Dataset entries
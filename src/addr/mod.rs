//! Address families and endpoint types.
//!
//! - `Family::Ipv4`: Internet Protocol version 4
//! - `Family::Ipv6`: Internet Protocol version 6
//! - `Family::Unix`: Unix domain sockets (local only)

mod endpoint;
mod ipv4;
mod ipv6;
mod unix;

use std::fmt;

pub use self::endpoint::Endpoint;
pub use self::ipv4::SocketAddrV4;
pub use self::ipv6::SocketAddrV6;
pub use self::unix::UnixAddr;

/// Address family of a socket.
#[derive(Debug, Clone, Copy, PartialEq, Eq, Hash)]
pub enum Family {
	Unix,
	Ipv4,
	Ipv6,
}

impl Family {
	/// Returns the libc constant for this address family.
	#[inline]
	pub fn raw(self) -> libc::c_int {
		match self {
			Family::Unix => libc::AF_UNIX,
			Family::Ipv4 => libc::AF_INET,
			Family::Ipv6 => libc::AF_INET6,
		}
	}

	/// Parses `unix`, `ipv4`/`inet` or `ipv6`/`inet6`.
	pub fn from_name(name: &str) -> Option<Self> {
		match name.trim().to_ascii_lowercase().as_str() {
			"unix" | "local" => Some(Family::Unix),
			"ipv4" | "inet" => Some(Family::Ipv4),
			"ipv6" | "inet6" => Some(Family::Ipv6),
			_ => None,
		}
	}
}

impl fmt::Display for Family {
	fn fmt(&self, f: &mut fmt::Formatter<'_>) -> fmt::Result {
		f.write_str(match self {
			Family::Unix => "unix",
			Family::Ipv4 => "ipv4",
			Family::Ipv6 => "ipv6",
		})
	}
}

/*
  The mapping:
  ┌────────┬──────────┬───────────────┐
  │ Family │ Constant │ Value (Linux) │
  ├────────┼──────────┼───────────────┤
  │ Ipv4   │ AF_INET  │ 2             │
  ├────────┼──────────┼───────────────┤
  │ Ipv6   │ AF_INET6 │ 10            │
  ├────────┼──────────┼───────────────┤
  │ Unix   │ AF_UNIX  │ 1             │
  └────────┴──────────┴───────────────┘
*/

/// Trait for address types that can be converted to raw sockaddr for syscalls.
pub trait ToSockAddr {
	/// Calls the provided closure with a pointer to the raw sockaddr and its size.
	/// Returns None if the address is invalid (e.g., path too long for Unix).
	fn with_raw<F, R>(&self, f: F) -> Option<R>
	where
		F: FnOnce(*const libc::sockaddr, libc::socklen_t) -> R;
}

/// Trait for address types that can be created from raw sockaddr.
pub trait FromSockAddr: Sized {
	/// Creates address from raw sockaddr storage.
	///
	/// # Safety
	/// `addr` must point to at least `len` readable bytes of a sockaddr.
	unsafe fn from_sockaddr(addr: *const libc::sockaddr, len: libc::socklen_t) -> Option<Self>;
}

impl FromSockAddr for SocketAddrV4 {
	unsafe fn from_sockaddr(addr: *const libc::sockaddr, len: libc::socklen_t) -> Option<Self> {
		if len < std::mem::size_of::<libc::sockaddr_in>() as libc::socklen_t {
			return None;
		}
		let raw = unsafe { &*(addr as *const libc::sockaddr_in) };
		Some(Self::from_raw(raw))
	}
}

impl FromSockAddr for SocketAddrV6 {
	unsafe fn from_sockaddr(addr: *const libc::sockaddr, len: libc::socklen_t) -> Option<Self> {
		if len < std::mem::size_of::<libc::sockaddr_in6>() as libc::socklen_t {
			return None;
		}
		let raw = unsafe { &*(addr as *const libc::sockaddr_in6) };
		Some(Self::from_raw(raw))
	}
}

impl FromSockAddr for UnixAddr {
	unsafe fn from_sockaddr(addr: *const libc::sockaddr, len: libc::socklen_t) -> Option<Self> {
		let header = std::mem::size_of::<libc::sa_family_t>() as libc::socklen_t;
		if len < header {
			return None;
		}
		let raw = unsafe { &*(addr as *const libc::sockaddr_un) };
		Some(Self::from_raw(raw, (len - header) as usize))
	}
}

_TASK PROMPT_
Give back precisely the lines above that start at the line containing "and endpoint types." and end at the line containing "pub use self::ipv6::SocketAddrV6;", inclusive. No other lines belong in the output.

_EXERCISE ANSWER_
//! Address families and endpoint types.
//!
//! - `Family::Ipv4`: Internet Protocol version 4
//! - `Family::Ipv6`: Internet Protocol version 6
//! - `Family::Unix`: Unix domain sockets (local only)

mod endpoint;
mod ipv4;
mod ipv6;
mod unix;

use std::fmt;

pub use self::endpoint::Endpoint;
pub use self::ipv4::SocketAddrV4;
pub use self::ipv6::SocketAddrV6;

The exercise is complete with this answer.